- SUPPLIED INFORMATION:
_____
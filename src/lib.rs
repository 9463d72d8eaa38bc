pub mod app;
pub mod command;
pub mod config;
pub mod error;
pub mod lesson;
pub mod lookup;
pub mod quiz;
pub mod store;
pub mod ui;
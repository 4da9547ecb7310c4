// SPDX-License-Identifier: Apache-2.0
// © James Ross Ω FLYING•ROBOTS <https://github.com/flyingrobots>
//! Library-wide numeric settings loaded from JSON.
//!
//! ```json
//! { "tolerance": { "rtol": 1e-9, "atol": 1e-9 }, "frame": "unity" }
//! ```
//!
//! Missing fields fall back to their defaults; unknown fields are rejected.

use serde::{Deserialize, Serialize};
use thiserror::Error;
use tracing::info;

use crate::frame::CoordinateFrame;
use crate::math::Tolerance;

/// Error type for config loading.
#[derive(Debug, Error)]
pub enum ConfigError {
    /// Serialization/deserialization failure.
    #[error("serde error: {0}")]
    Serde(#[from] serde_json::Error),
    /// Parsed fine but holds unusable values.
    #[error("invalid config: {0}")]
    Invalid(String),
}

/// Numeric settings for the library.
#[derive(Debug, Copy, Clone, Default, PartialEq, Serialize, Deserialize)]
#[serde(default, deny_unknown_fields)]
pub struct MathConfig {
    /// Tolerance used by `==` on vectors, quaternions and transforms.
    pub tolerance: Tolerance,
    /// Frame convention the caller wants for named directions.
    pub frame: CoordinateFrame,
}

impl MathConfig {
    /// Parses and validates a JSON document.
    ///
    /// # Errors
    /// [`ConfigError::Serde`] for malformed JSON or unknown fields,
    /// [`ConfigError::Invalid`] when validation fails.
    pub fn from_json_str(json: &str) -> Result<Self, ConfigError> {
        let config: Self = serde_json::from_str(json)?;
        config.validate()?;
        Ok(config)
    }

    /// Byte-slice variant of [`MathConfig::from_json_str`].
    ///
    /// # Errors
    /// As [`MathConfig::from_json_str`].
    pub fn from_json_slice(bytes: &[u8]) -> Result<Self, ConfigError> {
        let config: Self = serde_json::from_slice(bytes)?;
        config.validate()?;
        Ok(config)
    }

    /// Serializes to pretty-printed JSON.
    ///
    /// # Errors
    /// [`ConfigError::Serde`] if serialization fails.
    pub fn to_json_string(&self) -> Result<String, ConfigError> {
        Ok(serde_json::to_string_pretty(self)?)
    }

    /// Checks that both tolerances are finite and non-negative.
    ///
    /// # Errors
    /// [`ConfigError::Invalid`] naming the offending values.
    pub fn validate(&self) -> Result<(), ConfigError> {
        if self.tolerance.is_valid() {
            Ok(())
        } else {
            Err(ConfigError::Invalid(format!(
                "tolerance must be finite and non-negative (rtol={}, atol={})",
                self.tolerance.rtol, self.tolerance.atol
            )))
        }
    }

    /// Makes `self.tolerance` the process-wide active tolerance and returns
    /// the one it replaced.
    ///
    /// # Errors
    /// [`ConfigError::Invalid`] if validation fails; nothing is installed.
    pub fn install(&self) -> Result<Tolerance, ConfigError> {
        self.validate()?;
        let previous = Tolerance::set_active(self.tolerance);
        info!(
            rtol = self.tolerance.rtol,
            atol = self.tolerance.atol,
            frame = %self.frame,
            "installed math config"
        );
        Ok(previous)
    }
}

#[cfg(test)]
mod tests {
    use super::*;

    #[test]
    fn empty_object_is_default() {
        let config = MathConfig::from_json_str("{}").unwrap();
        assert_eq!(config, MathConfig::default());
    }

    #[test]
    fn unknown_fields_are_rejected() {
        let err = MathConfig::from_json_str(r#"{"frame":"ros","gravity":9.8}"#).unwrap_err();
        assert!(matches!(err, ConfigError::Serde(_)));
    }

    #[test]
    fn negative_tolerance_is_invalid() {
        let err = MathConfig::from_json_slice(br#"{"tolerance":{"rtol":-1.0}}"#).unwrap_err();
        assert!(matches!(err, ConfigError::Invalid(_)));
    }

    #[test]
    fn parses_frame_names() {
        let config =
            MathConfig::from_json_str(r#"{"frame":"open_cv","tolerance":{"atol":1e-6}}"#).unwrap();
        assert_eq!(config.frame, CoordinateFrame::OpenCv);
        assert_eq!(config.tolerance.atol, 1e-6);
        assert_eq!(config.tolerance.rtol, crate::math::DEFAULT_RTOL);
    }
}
_____
- YOUR ASSIGNMENT:
Give back the entire listing exactly as it was written.

- RESPONSE TO THE TASK:
filename src/lib.rs
repository 9463d72d8eaa38bc
pub mod app;
pub mod command;
pub mod config;
pub mod error;
pub mod lesson;
pub mod lookup;
pub mod quiz;
pub mod store;
pub mod ui;
repository 4da9547ecb7310c4
// SPDX-License-Identifier: Apache-2.0
// © James Ross Ω FLYING•ROBOTS <https://github.com/flyingrobots>
//! Library-wide numeric settings loaded from JSON.
//!
//! ```json
//! { "tolerance": { "rtol": 1e-9, "atol": 1e-9 }, "frame": "unity" }
//! ```
//!
//! Missing fields fall back to their defaults; unknown fields are rejected.

use serde::{Deserialize, Serialize};
use thiserror::Error;
use tracing::info;

use crate::frame::CoordinateFrame;
use crate::math::Tolerance;

/// Error type for config loading.
#[derive(Debug, Error)]
pub enum ConfigError {
    /// Serialization/deserialization failure.
    #[error("serde error: {0}")]
    Serde(#[from] serde_json::Error),
    /// Parsed fine but holds unusable values.
    #[error("invalid config: {0}")]
    Invalid(String),
}

/// Numeric settings for the library.
#[derive(Debug, Copy, Clone, Default, PartialEq, Serialize, Deserialize)]
#[serde(default, deny_unknown_fields)]
pub struct MathConfig {
    /// Tolerance used by `==` on vectors, quaternions and transforms.
    pub tolerance: Tolerance,
    /// Frame convention the caller wants for named directions.
    pub frame: CoordinateFrame,
}

impl MathConfig {
    /// Parses and validates a JSON document.
    ///
    /// # Errors
    /// [`ConfigError::Serde`] for malformed JSON or unknown fields,
    /// [`ConfigError::Invalid`] when validation fails.
    pub fn from_json_str(json: &str) -> Result<Self, ConfigError> {
        let config: Self = serde_json::from_str(json)?;
        config.validate()?;
        Ok(config)
    }

    /// Byte-slice variant of [`MathConfig::from_json_str`].
    ///
    /// # Errors
    /// As [`MathConfig::from_json_str`].
    pub fn from_json_slice(bytes: &[u8]) -> Result<Self, ConfigError> {
        let config: Self = serde_json::from_slice(bytes)?;
        config.validate()?;
        Ok(config)
    }

    /// Serializes to pretty-printed JSON.
    ///
    /// # Errors
    /// [`ConfigError::Serde`] if serialization fails.
    pub fn to_json_string(&self) -> Result<String, ConfigError> {
        Ok(serde_json::to_string_pretty(self)?)
    }

    /// Checks that both tolerances are finite and non-negative.
    ///
    /// # Errors
    /// [`ConfigError::Invalid`] naming the offending values.
    pub fn validate(&self) -> Result<(), ConfigError> {
        if self.tolerance.is_valid() {
            Ok(())
        } else {
            Err(ConfigError::Invalid(format!(
                "tolerance must be finite and non-negative (rtol={}, atol={})",
                self.tolerance.rtol, self.tolerance.atol
            )))
        }
    }

    /// Makes `self.tolerance` the process-wide active tolerance and returns
    /// the one it replaced.
    ///
    /// # Errors
    /// [`ConfigError::Invalid`] if validation fails; nothing is installed.
    pub fn install(&self) -> Result<Tolerance, ConfigError> {
        self.validate()?;
        let previous = Tolerance::set_active(self.tolerance);
        info!(
            rtol = self.tolerance.rtol,
            atol = self.tolerance.atol,
            frame = %self.frame,
            "installed math config"
        );
        Ok(previous)
    }
}

#[cfg(test)]
mod tests {
    use super::*;

    #[test]
    fn empty_object_is_default() {
        let config = MathConfig::from_json_str("{}").unwrap();
        assert_eq!(config, MathConfig::default());
    }

    #[test]
    fn unknown_fields_are_rejected() {
        let err = MathConfig::from_json_str(r#"{"frame":"ros","gravity":9.8}"#).unwrap_err();
        assert!(matches!(err, ConfigError::Serde(_)));
    }

    #[test]
    fn negative_tolerance_is_invalid() {
        let err = MathConfig::from_json_slice(br#"{"tolerance":{"rtol":-1.0}}"#).unwrap_err();
        assert!(matches!(err, ConfigError::Invalid(_)));
    }

    #[test]
    fn parses_frame_names() {
        let config =
            MathConfig::from_json_str(r#"{"frame":"open_cv","tolerance":{"atol":1e-6}}"#).unwrap();
        assert_eq!(config.frame, CoordinateFrame::OpenCv);
        assert_eq!(config.tolerance.atol, 1e-6);
        assert_eq!(config.tolerance.rtol, crate::math::DEFAULT_RTOL);
    }
}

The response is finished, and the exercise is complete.